Sunday, December 28, 2008

How long would the soccer-ball-in-afro trick work?

As I detailed in My Contribution to Humanity, the soccer world is due for a shake down. One day, a tall player will grow a huge afro, cut a round hole in the middle of it, juggle the ball into the hole, and run across the field unopposed. This will happen eventually, all we can hope is that a US player does it first.

How long will it take before the quasi-nefarious tactic is banned? Before recently there was little historical precedent to use for predictions.

But earlier this year hockey player Sean Avery distracted the goalkeeper face-on, a hitherto unused tactic that technically speaking broke no rules.

The hockey referees did not call any infraction, and it is hard to see what exactly they could have called, although onlookers agreed that it was highly unsportsmanlike. However, the very next day the NHL created a rule colloquially known as the Sean Avery Rule banning face-on distraction of the goalie.
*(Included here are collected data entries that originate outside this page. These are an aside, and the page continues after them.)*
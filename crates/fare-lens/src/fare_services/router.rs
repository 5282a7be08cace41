use std::sync::Arc;

use axum::{
    extract::{Path, State},
    http::StatusCode,
    response::{IntoResponse, Response},
    routing::{delete, get, post},
    Router,
};
use serde::Serialize;
use serde_json::{json, Value};

use super::gateway::{FareServiceGateway, FetchError};
use super::service::FareServices;
use super::tracker::LookupState;

/// Router builder exposing the fare-rules and upsell lookups.
pub fn fare_services_router<G>(services: Arc<FareServices<G>>) -> Router
where
    G: FareServiceGateway + ?Sized + 'static,
{
    Router::new()
        .route(
            "/api/v1/offers/:offer_id/fare-rules",
            get(fare_rules_handler::<G>).delete(dismiss_fare_rules_handler::<G>),
        )
        .route(
            "/api/v1/offers/:offer_id/fare-rules/retry",
            post(retry_fare_rules_handler::<G>),
        )
        .route("/api/v1/offers/upsell", post(upsell_handler::<G>))
        .route("/api/v1/offers/upsell/retry", post(retry_upsell_handler::<G>))
        .route(
            "/api/v1/offers/:offer_id/upsell",
            delete(dismiss_upsell_handler::<G>),
        )
        .with_state(services)
}

pub(crate) async fn fare_rules_handler<G>(
    State(services): State<Arc<FareServices<G>>>,
    Path(offer_id): Path<String>,
) -> Response
where
    G: FareServiceGateway + ?Sized + 'static,
{
    lookup_response(services.fare_rules(&offer_id).await)
}

pub(crate) async fn retry_fare_rules_handler<G>(
    State(services): State<Arc<FareServices<G>>>,
    Path(offer_id): Path<String>,
) -> Response
where
    G: FareServiceGateway + ?Sized + 'static,
{
    lookup_response(services.retry_fare_rules(&offer_id).await)
}

pub(crate) async fn dismiss_fare_rules_handler<G>(
    State(services): State<Arc<FareServices<G>>>,
    Path(offer_id): Path<String>,
) -> StatusCode
where
    G: FareServiceGateway + ?Sized + 'static,
{
    services.dismiss_fare_rules(&offer_id);
    StatusCode::NO_CONTENT
}

pub(crate) async fn upsell_handler<G>(
    State(services): State<Arc<FareServices<G>>>,
    axum::Json(offer): axum::Json<Value>,
) -> Response
where
    G: FareServiceGateway + ?Sized + 'static,
{
    lookup_response(services.upsell(&offer).await)
}

pub(crate) async fn retry_upsell_handler<G>(
    State(services): State<Arc<FareServices<G>>>,
    axum::Json(offer): axum::Json<Value>,
) -> Response
where
    G: FareServiceGateway + ?Sized + 'static,
{
    lookup_response(services.retry_upsell(&offer).await)
}

pub(crate) async fn dismiss_upsell_handler<G>(
    State(services): State<Arc<FareServices<G>>>,
    Path(offer_id): Path<String>,
) -> StatusCode
where
    G: FareServiceGateway + ?Sized + 'static,
{
    services.dismiss_upsell(&offer_id);
    StatusCode::NO_CONTENT
}

fn lookup_response<T: Serialize>(outcome: Result<LookupState<T>, FetchError>) -> Response {
    match outcome {
        Ok(state @ LookupState::Resolved(_)) => (StatusCode::OK, axum::Json(state)).into_response(),
        Ok(state @ (LookupState::Pending | LookupState::Idle)) => {
            (StatusCode::ACCEPTED, axum::Json(state)).into_response()
        }
        Ok(LookupState::Failed(reason)) => {
            let payload = json!({
                "state": "failed",
                "error": reason,
                "retryable": true,
            });
            (StatusCode::BAD_GATEWAY, axum::Json(payload)).into_response()
        }
        Err(error) => {
            let status = match error {
                FetchError::NotConfigured => StatusCode::SERVICE_UNAVAILABLE,
                _ => StatusCode::BAD_GATEWAY,
            };
            let payload = json!({
                "error": error.to_string(),
            });
            (status, axum::Json(payload)).into_response()
        }
    }
}
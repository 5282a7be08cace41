use super::baggage::{self, BaggagePolicy, PolicySource};
use super::consistency::{self, ConsistencyReport};
use super::domain::{Itinerary, NormalizedOffer, OfferEnrichment, ParseWarning};
use super::duration::{self, DurationParts};
use super::fare_family::FareFamily;
use super::ingest::{self, IngestError};
use super::pricing::{PriceBreakdown, PriceDecomposer, PricingHeuristics};
use chrono::NaiveDateTime;
use serde::Serialize;
use serde_json::Value;

/// Connection between two consecutive segments of a leg.
#[derive(Debug, Clone, PartialEq, Eq, Serialize)]
pub struct Layover {
    pub airport: String,
    /// `None` when either side's local timestamp was unreadable.
    pub minutes: Option<u32>,
}

#[derive(Debug, Clone, PartialEq, Serialize)]
pub struct LegView {
    pub origin: String,
    pub destination: String,
    pub departure_at: Option<NaiveDateTime>,
    pub arrival_at: Option<NaiveDateTime>,
    pub duration: DurationParts,
    pub duration_label: String,
    pub stops: usize,
    pub carriers: Vec<String>,
    pub flights: Vec<String>,
    pub layovers: Vec<Layover>,
    pub baggage: BaggagePolicy,
}

/// Everything a flight card needs, derived fresh from one offer.
#[derive(Debug, Clone, PartialEq, Serialize)]
pub struct OfferViewModel {
    pub id: Option<String>,
    pub currency: String,
    pub legs: Vec<LegView>,
    pub price: PriceBreakdown,
    pub fare_family: FareFamily,
    pub is_basic_economy: bool,
    pub consistency: ConsistencyReport,
    pub validating_airline: Option<String>,
    #[serde(flatten)]
    pub enrichment: OfferEnrichment,
    pub warnings: Vec<ParseWarning>,
}

/// Composes ingest, baggage, amenities, pricing and consistency into a view.
#[derive(Debug, Clone, Default)]
pub struct OfferEngine {
    decomposer: PriceDecomposer,
}

impl OfferEngine {
    pub fn new(heuristics: PricingHeuristics) -> Self {
        Self {
            decomposer: PriceDecomposer::new(heuristics),
        }
    }

    pub fn heuristics(&self) -> &PricingHeuristics {
        self.decomposer.heuristics()
    }

    pub fn compute(&self, raw: &Value) -> Result<OfferViewModel, IngestError> {
        let offer = ingest::parse(raw)?;
        Ok(self.view(&offer))
    }

    pub fn view(&self, offer: &NormalizedOffer) -> OfferViewModel {
        let policies = baggage::resolve_all(offer);

        let mut warnings = offer.warnings.clone();
        warnings.extend(
            policies
                .iter()
                .enumerate()
                .filter(|(_, policy)| policy.source == PolicySource::SafeDefault)
                .map(|(itinerary, _)| ParseWarning::MissingFareDetails { itinerary }),
        );

        let headline = policies
            .first()
            .cloned()
            .unwrap_or_else(BaggagePolicy::safe_default);
        let price = self
            .decomposer
            .decompose(&offer.price, &offer.itineraries, &headline);
        let consistency = consistency::check(&policies);

        let legs = offer
            .itineraries
            .iter()
            .zip(policies)
            .map(|(itinerary, policy)| leg_view(itinerary, policy))
            .collect();

        OfferViewModel {
            id: offer.id.clone(),
            currency: offer.price.currency.clone(),
            legs,
            price,
            is_basic_economy: headline.is_basic_economy(),
            fare_family: headline.fare_family,
            consistency,
            validating_airline: offer.validating_airline_codes.first().cloned(),
            enrichment: offer.enrichment.clone(),
            warnings,
        }
    }
}

fn leg_view(itinerary: &Itinerary, baggage: BaggagePolicy) -> LegView {
    let first = itinerary.first_segment();
    let last = itinerary.last_segment();
    let duration = duration::parse_duration(&itinerary.duration);

    let mut carriers: Vec<String> = Vec::new();
    for segment in &itinerary.segments {
        if !segment.carrier_code.is_empty() && !carriers.contains(&segment.carrier_code) {
            carriers.push(segment.carrier_code.clone());
        }
    }

    LegView {
        origin: first
            .map(|segment| segment.departure.iata_code.clone())
            .unwrap_or_default(),
        destination: last
            .map(|segment| segment.arrival.iata_code.clone())
            .unwrap_or_default(),
        departure_at: first.and_then(|segment| segment.departure.at),
        arrival_at: last.and_then(|segment| segment.arrival.at),
        duration_label: duration.label(),
        duration,
        stops: itinerary.stops(),
        carriers,
        flights: itinerary
            .segments
            .iter()
            .map(|segment| segment.flight_designator())
            .collect(),
        layovers: layovers(itinerary),
        baggage,
    }
}

fn layovers(itinerary: &Itinerary) -> Vec<Layover> {
    itinerary
        .segments
        .windows(2)
        .map(|pair| {
            let (inbound, outbound) = (&pair[0], &pair[1]);
            // Both timestamps are local to the connecting airport.
            let minutes = match (inbound.arrival.at, outbound.departure.at) {
                (Some(arrived), Some(departs)) => {
                    u32::try_from((departs - arrived).num_minutes()).ok()
                }
                _ => None,
            };
            Layover {
                airport: inbound.arrival.iata_code.clone(),
                minutes,
            }
        })
        .collect()
}
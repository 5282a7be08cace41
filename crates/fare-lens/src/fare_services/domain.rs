use serde::{Deserialize, Serialize};
use serde_json::Value;

/// Refund and change conditions of an offer, as reported by the fare-rules service.
#[derive(Debug, Clone, PartialEq, Serialize, Deserialize)]
#[serde(rename_all = "camelCase")]
pub struct FareRules {
    pub refundable: bool,
    #[serde(default, skip_serializing_if = "Option::is_none")]
    pub refund_fee: Option<f64>,
    #[serde(default)]
    pub refund_policy: String,
    pub changeable: bool,
    #[serde(default, skip_serializing_if = "Option::is_none")]
    pub change_fee: Option<f64>,
    #[serde(default)]
    pub change_policy: String,
    #[serde(default)]
    pub cancellation_policy: String,
    #[serde(default)]
    pub restrictions: Vec<String>,
}

#[derive(Debug, Deserialize)]
pub(crate) struct FareRulesEnvelope {
    pub(crate) data: Option<FareRules>,
}

#[derive(Debug, Serialize)]
#[serde(rename_all = "camelCase")]
pub(crate) struct UpsellRequest<'a> {
    pub(crate) flight_offer: &'a Value,
}

/// Alternative fares for an offer; each option is itself a raw offer.
#[derive(Debug, Clone, PartialEq, Serialize, Deserialize)]
#[serde(rename_all = "camelCase")]
pub struct UpsellResponse {
    #[serde(default)]
    pub success: bool,
    #[serde(default)]
    pub fare_options: Vec<Value>,
}
pub mod config;
pub mod error;
pub mod fare_services;
pub mod offers;
pub mod telemetry;
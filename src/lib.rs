//! Purpose: Serde struct/JSON conversion with optional per-type post-processing hooks.
//! Exports: `api` (conversion entry points), `core` (hooks, errors), `json_hooks!`.
//! Role: Library crate; types opt into import/export hooks without a required interface body.
//! Invariants: Generic serde mapping always runs first; hooks only patch its result.
//! Invariants: Hook presence is decided at compile time; absent hooks cost nothing.
pub mod api;
pub mod core;
mod json;
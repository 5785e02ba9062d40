//! Purpose: Sequence generic serde mapping with the optional per-type JSON hooks.
//! Exports: decode/encode entry points for values, text, and bytes.
//! Role: Conversion orchestrator; the only caller of the hook dispatch helpers.
//! Invariants: Hooks run only after the generic phase succeeded, never on failure paths.
//! Invariants: The import hook sees the original full object, not a remainder.
//! Invariants: Export hook output is final and unvalidated; only the mapper can fail encode.
//! Invariants: Stateless and re-entrant; nothing is retained between calls.
#![allow(clippy::result_large_err)]

use std::any::type_name;

use serde::Serialize;
use serde::de::DeserializeOwned;
use serde_json::Value;

use super::options::EncodeOptions;
use crate::core::error::{Error, ErrorKind};
use crate::core::hooks::{JsonHooks, call_export_if_present, call_import_if_present};
use crate::json::{parse, write};

pub type ConvertResult<T> = Result<T, Error>;

/// Populates `out` from a JSON object, then runs the import hook if `T` has one.
///
/// `out` is only replaced once generic mapping succeeds; on error it is left as it was.
pub fn decode_from_value<T>(value: &Value, out: &mut T) -> ConvertResult<()>
where
    T: DeserializeOwned + JsonHooks,
{
    *out = from_value(value)?;
    Ok(())
}

pub fn from_value<T>(value: &Value) -> ConvertResult<T>
where
    T: DeserializeOwned + JsonHooks,
{
    if !value.is_object() {
        return Err(fail::<T>(
            Error::new(ErrorKind::InvalidInput)
                .with_message(format!("expected a JSON object, found {}", value_kind(value))),
        ));
    }

    let mut mapped = match T::deserialize(value) {
        Ok(mapped) => mapped,
        Err(err) => {
            return Err(fail::<T>(
                Error::new(ErrorKind::Mapping)
                    .with_message(format!("generic mapping failed: {err}"))
                    .with_source(err),
            ));
        }
    };

    if call_import_if_present(&mut mapped, value) {
        tracing::trace!(target_type = type_name::<T>(), "import hook applied");
    }
    Ok(mapped)
}

/// Maps `input` to a JSON object and passes it through the export hook if `T` has one.
pub fn encode_to_value<T>(input: &T) -> ConvertResult<Value>
where
    T: Serialize + JsonHooks,
{
    let value = match serde_json::to_value(input) {
        Ok(value) => value,
        Err(err) => {
            return Err(fail::<T>(
                Error::new(ErrorKind::Mapping)
                    .with_message(format!("generic mapping failed: {err}"))
                    .with_source(err),
            ));
        }
    };
    if !value.is_object() {
        return Err(fail::<T>(Error::new(ErrorKind::Mapping).with_message(
            format!("generic mapping produced {}, not an object", value_kind(&value)),
        )));
    }

    if T::EXPORT.is_some() {
        tracing::trace!(target_type = type_name::<T>(), "export hook applied");
    }
    Ok(call_export_if_present(input, value))
}

pub fn decode_from_text<T>(text: &str, out: &mut T) -> ConvertResult<()>
where
    T: DeserializeOwned + JsonHooks,
{
    *out = from_str(text)?;
    Ok(())
}

pub fn from_str<T>(text: &str) -> ConvertResult<T>
where
    T: DeserializeOwned + JsonHooks,
{
    let value = parse::from_str::<Value>(text).map_err(parse_failure::<T>)?;
    from_value(&value)
}

pub fn decode_from_slice<T>(bytes: &[u8], out: &mut T) -> ConvertResult<()>
where
    T: DeserializeOwned + JsonHooks,
{
    *out = from_slice(bytes)?;
    Ok(())
}

pub fn from_slice<T>(bytes: &[u8]) -> ConvertResult<T>
where
    T: DeserializeOwned + JsonHooks,
{
    let value = parse::from_slice::<Value>(bytes).map_err(parse_failure::<T>)?;
    from_value(&value)
}

pub fn encode_to_text<T>(input: &T) -> ConvertResult<String>
where
    T: Serialize + JsonHooks,
{
    encode_to_text_with(input, &EncodeOptions::default())
}

pub fn encode_to_text_with<T>(input: &T, options: &EncodeOptions) -> ConvertResult<String>
where
    T: Serialize + JsonHooks,
{
    let value = encode_to_value(input)?;
    write::to_string(&value, options.style).map_err(|err| {
        fail::<T>(
            Error::new(ErrorKind::Write)
                .with_message("failed to write JSON text")
                .with_source(err),
        )
    })
}

fn parse_failure<T>(err: serde_json::Error) -> Error {
    let hint = parse::hint_for_error(&err, type_name::<T>());
    fail::<T>(
        Error::new(ErrorKind::InvalidInput)
            .with_message("failed to parse JSON text")
            .with_hint(hint)
            .with_source(err),
    )
}

fn fail<T>(err: Error) -> Error {
    let err = err.with_type(type_name::<T>());
    tracing::debug!(
        kind = ?err.kind(),
        target_type = type_name::<T>(),
        error = %err,
        "json conversion failed"
    );
    err
}

fn value_kind(value: &Value) -> &'static str {
    match value {
        Value::Null => "null",
        Value::Bool(_) => "a boolean",
        Value::Number(_) => "a number",
        Value::String(_) => "a string",
        Value::Array(_) => "an array",
        Value::Object(_) => "an object",
    }
}

#[cfg(test)]
mod tests {
    use super::{decode_from_value, encode_to_text_with, from_value, value_kind};
    use crate::api::{EncodeOptions, ErrorKind};
    use serde::{Deserialize, Serialize};
    use serde_json::{Value, json};

    #[derive(Debug, Default, PartialEq, Serialize, Deserialize)]
    struct Point {
        x: i32,
        y: i32,
    }
    crate::json_hooks!(Point);

    #[test]
    fn value_kind_names_every_variant() {
        assert_eq!(value_kind(&Value::Null), "null");
        assert_eq!(value_kind(&json!(true)), "a boolean");
        assert_eq!(value_kind(&json!(1.5)), "a number");
        assert_eq!(value_kind(&json!("s")), "a string");
        assert_eq!(value_kind(&json!([])), "an array");
        assert_eq!(value_kind(&json!({})), "an object");
    }

    #[test]
    fn failed_decode_keeps_previous_struct() {
        let mut point = Point { x: 4, y: 5 };
        let err = decode_from_value(&json!({"x": "four"}), &mut point).unwrap_err();
        assert_eq!(err.kind(), ErrorKind::Mapping);
        assert_eq!(point, Point { x: 4, y: 5 });
    }

    #[test]
    fn errors_carry_target_type() {
        let err = from_value::<Point>(&json!([1, 2])).unwrap_err();
        assert_eq!(err.kind(), ErrorKind::InvalidInput);
        assert!(err.type_name().unwrap_or_default().ends_with("Point"));
        assert!(err.to_string().contains("found an array"));
    }

    #[test]
    fn pretty_option_changes_layout_only() {
        let point = Point { x: 1, y: 2 };
        let text = encode_to_text_with(&point, &EncodeOptions::pretty()).expect("encode");
        assert_eq!(text, "{\n  \"x\": 1,\n  \"y\": 2\n}");
        let reparsed: Value = serde_json::from_str(&text).expect("reparse");
        assert_eq!(reparsed, json!({"x": 1, "y": 2}));
    }
}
So the historical precedent is that the trick would work for one game and then the world soccer community would ban it. Now, soccer is more of an international game, and there is a lot of bureaucracy involved in any international affair. Just look at the UN. So it is possible that the tactic could be useful into the second or third games, but beyond that I don't see much hope.

Bottom line: Aspiring soccer players should continue to work hard on their overall game, but they should also devote some effort to growing really long hair that can be sculpted with enough gel into an afro. The Sean Avery incident indicates that this tactic would work for between one and three games, meaning that there is an almost infinite first mover advantage.